Summary
This is a story about the most elusive and sinister software bug I ever came across in my decades-long career as a programmer.
The setting
At some point early in my career I was working for a company that was developing a hand-held computer for the area of Home Health Care. It was called InfoTouch™. The job involved daily interaction with the guys in the hardware department, which was actually quite a joy, despite the incessant “It’s a software problem!” – “No, it’s a hardware problem!” arguments, because these arguments were being made by well-meant engineers from both camps, who were all in search of the truth, without egoisms, vested interests, or illusions of infallibility. That is, in true engineering tradition.
The manifestations
During the development of the InfoTouch, for more than a year, possibly two, the device would randomly die for no apparent reason. Sometimes it would die once a day, other times weeks would pass without a problem. On some rare occasions it would die while someone was using it, but more often it would die while sleeping, or while charging. So, the problem seemed to be completely random, and no matter how hard we tried we could not find a sequence of steps that would reproduce it.
When the machine died, the only thing we could do was to give it to the hardware guys, who would open it up, throw an oscilloscope at it, and try to determine whether it was dead due to a hardware or a software malfunction. And since we software guys were not terribly familiar with oscilloscopes, we had to trust what the hardware guys said.
Luckily, the hardware guys would never say with absolute certainty that it was a software problem. At worst, they would say that it was “most probably” a software problem. What did not help at all was that one out of every dozen times that they went through the drill, they found that it did in fact appear to be a hardware problem: the machine was just dead; there was no clock, no interrupts, no electronic magic of the kind that makes software run. But what was happening the rest of the times was still under debate.
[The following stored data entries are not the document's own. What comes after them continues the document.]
//! Logging decorator for connections

use super::command::LoggingCommand;
use super::transaction::LoggingTransaction;
use super::unwrap::Unwrap;
use crate::core::database_types::{ConnectionState, IsolationLevel};
use crate::core::driver::Connection;
use crate::logging::{Field, LogSink, TracingSink};
use async_trait::async_trait;
use serde_json::Value;
use std::fmt;
use std::sync::Arc;
use std::time::Duration;
use tokio_util::sync::CancellationToken;

/// A connection that logs opening, closing and every command run through it
///
/// Wraps exactly one native connection and forwards the whole [`Connection`]
/// contract to it. Opening and closing emit a trace record before the native call
/// and an error record if it fails; the error itself is returned untouched.
/// Commands and transactions created here are wrapped as well.
///
/// # Example
///
/// ```rust,no_run
/// use rust_database_logger::prelude::*;
/// use std::sync::Arc;
///
/// # fn main() -> std::result::Result<(), Box<dyn std::error::Error>> {
/// let sink = Arc::new(MemorySink::new());
/// let mut conn = LoggingConnection::new(SqliteConnection::new(":memory:")?, sink.clone());
///
/// conn.open()?;
/// let mut cmd = conn.create_command();
/// cmd.set_command_text("SELECT 1");
/// assert_eq!(cmd.execute_scalar()?, Some(DatabaseValue::Long(1)));
/// conn.close()?;
/// # Ok(())
/// # }
/// ```
pub struct LoggingConnection<C: Connection> {
    connection: C,
    sink: Arc<dyn LogSink>,
}

impl<C: Connection> LoggingConnection<C> {
    /// Wrap `connection`, sending records to `sink`
    pub fn new(connection: C, sink: Arc<dyn LogSink>) -> Self {
        Self { connection, sink }
    }

    /// Wrap `connection`, sending records to the `tracing` ecosystem
    pub fn with_tracing(connection: C) -> Self {
        Self::new(connection, Arc::new(TracingSink::new()))
    }

    /// The native connection
    pub fn wrapped_connection(&self) -> &C {
        &self.connection
    }

    /// The sink records are written to
    pub fn sink(&self) -> &Arc<dyn LogSink> {
        &self.sink
    }

    /// Release the wrapper together with its native connection
    ///
    /// The native session is closed through [`Connection::close`], so the close is
    /// logged and every command or transaction still sharing the session sees it
    /// closed. The wrapper is consumed either way; a close error is returned after
    /// being logged.
    pub fn dispose(mut self) -> Result<(), C::Error> {
        if self.connection.state() == ConnectionState::Closed {
            return Ok(());
        }
        self.close()
    }

    fn kind() -> &'static str {
        std::any::type_name::<C>()
    }

    fn lifecycle_fields(&self) -> [Field; 2] {
        [
            ("kind", Value::from(Self::kind())),
            ("dataSource", Value::from(self.connection.data_source())),
        ]
    }
}

impl<C: Connection> Clone for LoggingConnection<C> {
    fn clone(&self) -> Self {
        Self {
            connection: self.connection.clone(),
            sink: Arc::clone(&self.sink),
        }
    }
}

impl<C: Connection> fmt::Debug for LoggingConnection<C> {
    fn fmt(&self, f: &mut fmt::Formatter<'_>) -> fmt::Result {
        f.debug_struct("LoggingConnection")
            .field("kind", &Self::kind())
            .field("data_source", &self.connection.data_source())
            .field("state", &self.connection.state())
            .finish()
    }
}

impl<C: Connection> Unwrap for LoggingConnection<C> {
    type Native = C;

    fn unwrap_native(&self) -> &C {
        &self.connection
    }

    fn into_native(self) -> C {
        self.connection
    }
}

#[async_trait]
impl<C: Connection> Connection for LoggingConnection<C> {
    type Error = C::Error;
    type Transaction = LoggingTransaction<C>;
    type Command = LoggingCommand<C>;

    fn connection_string(&self) -> String {
        self.connection.connection_string()
    }

    fn set_connection_string(&mut self, connection_string: &str) -> Result<(), C::Error> {
        self.connection.set_connection_string(connection_string)
    }

    fn connection_timeout(&self) -> Duration {
        self.connection.connection_timeout()
    }

    fn database(&self) -> String {
        self.connection.database()
    }

    fn data_source(&self) -> String {
        self.connection.data_source()
    }

    fn server_version(&self) -> String {
        self.connection.server_version()
    }

    fn state(&self) -> ConnectionState {
        self.connection.state()
    }

    fn open(&mut self) -> Result<(), C::Error> {
        let fields = self.lifecycle_fields();
        self.sink
            .trace("Opening {kind} connection to {dataSource}", &fields);
        self.connection.open().map_err(|e| {
            self.sink.error(
                "Exception opening {kind} connection to {dataSource}",
                &e,
                &fields,
            );
            e
        })
    }

    async fn open_async(&mut self, cancel: &CancellationToken) -> Result<(), C::Error> {
        let fields = self.lifecycle_fields();
        self.sink
            .trace("Opening {kind} connection to {dataSource}", &fields);
        match self.connection.open_async(cancel).await {
            Ok(()) => Ok(()),
            Err(e) => {
                self.sink.error(
                    "Exception opening {kind} connection to {dataSource}",
                    &e,
                    &fields,
                );
                Err(e)
            }
        }
    }

    fn close(&mut self) -> Result<(), C::Error> {
        let fields = self.lifecycle_fields();
        self.sink
            .trace("Closing {kind} connection to {dataSource}", &fields);
        self.connection.close().map_err(|e| {
            self.sink.error(
                "Exception closing {kind} connection to {dataSource}",
                &e,
                &fields,
            );
            e
        })
    }

    fn change_database(&mut self, database: &str) -> Result<(), C::Error> {
        self.connection.change_database(database)
    }

    fn begin_transaction(&mut self, level: IsolationLevel) -> Result<LoggingTransaction<C>, C::Error> {
        let transaction = self.connection.begin_transaction(level)?;
        Ok(LoggingTransaction::new(transaction, self.clone()))
    }

    fn create_command(&self) -> LoggingCommand<C> {
        LoggingCommand::attached(self.connection.create_command(), self.clone())
    }
}
//! Database driver implementations
//!
//! This module contains concrete implementations of the driver traits in
//! [`crate::core::driver`]. Any of them can be wrapped in a
//! [`LoggingConnection`](crate::wrapper::LoggingConnection).

#[cfg(feature = "sqlite")]
pub mod sqlite;

#[cfg(feature = "sqlite")]
pub use sqlite::{
    SqliteCommand, SqliteConnectOptions, SqliteConnection, SqliteDataReader, SqliteTransaction,
};
use super::{render_template, Field, LogSink};
use serde_json::{Map, Value};
use tracing::Level;

/// Sink that emits every record as a `tracing` event
///
/// The rendered template becomes the event message and the fields are attached
/// as a single JSON `fields` attribute, so nested values such as parameter
/// snapshots survive intact. Rendering is skipped when the level is disabled.
#[derive(Debug, Clone, Copy, Default)]
pub struct TracingSink;

impl TracingSink {
    /// Create a new tracing sink
    pub fn new() -> Self {
        Self
    }
}

impl LogSink for TracingSink {
    fn trace(&self, template: &str, fields: &[Field]) {
        if tracing::enabled!(Level::TRACE) {
            let message = render_template(template, fields);
            tracing::trace!(fields = %fields_json(fields), "{}", message);
        }
    }

    fn debug(&self, template: &str, fields: &[Field]) {
        if tracing::enabled!(Level::DEBUG) {
            let message = render_template(template, fields);
            tracing::debug!(fields = %fields_json(fields), "{}", message);
        }
    }

    fn error(&self, template: &str, error: &(dyn std::error::Error + 'static), fields: &[Field]) {
        if tracing::enabled!(Level::ERROR) {
            let message = render_template(template, fields);
            tracing::error!(error = %error, fields = %fields_json(fields), "{}", message);
        }
    }
}

fn fields_json(fields: &[Field]) -> Value {
    let map: Map<String, Value> = fields
        .iter()
        .map(|(name, value)| ((*name).to_string(), value.clone()))
        .collect();
    Value::Object(map)
}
This situation was going on for a long time, and we had no way of dealing with it other than hoping that one day someone either from the software department or the hardware department would stumble upon the solution by chance. The result was a vague sense of helplessness and low overall morale, which was the last thing needed in that little startup company which was struggling to survive due to many other reasons having to do with funding, partnerships, competitors, etc.
The discovery
Then one day as I was working on some C code somewhere in our code base, I stumbled upon a function which was declaring a local variable of pointer type and proceeding to write to the memory location pointed by it without first initializing it. This is a silly little bug which is almost guaranteed to cause a malfunction, possibly a crash.
To this day still I do not know (or do not remember) whether that early version of Microsoft C did not yet support warnings for this type of mistake, or whether the people responsible for our build configuration had such hubris as to believe that “we don’t need no stinkin’ warnings”.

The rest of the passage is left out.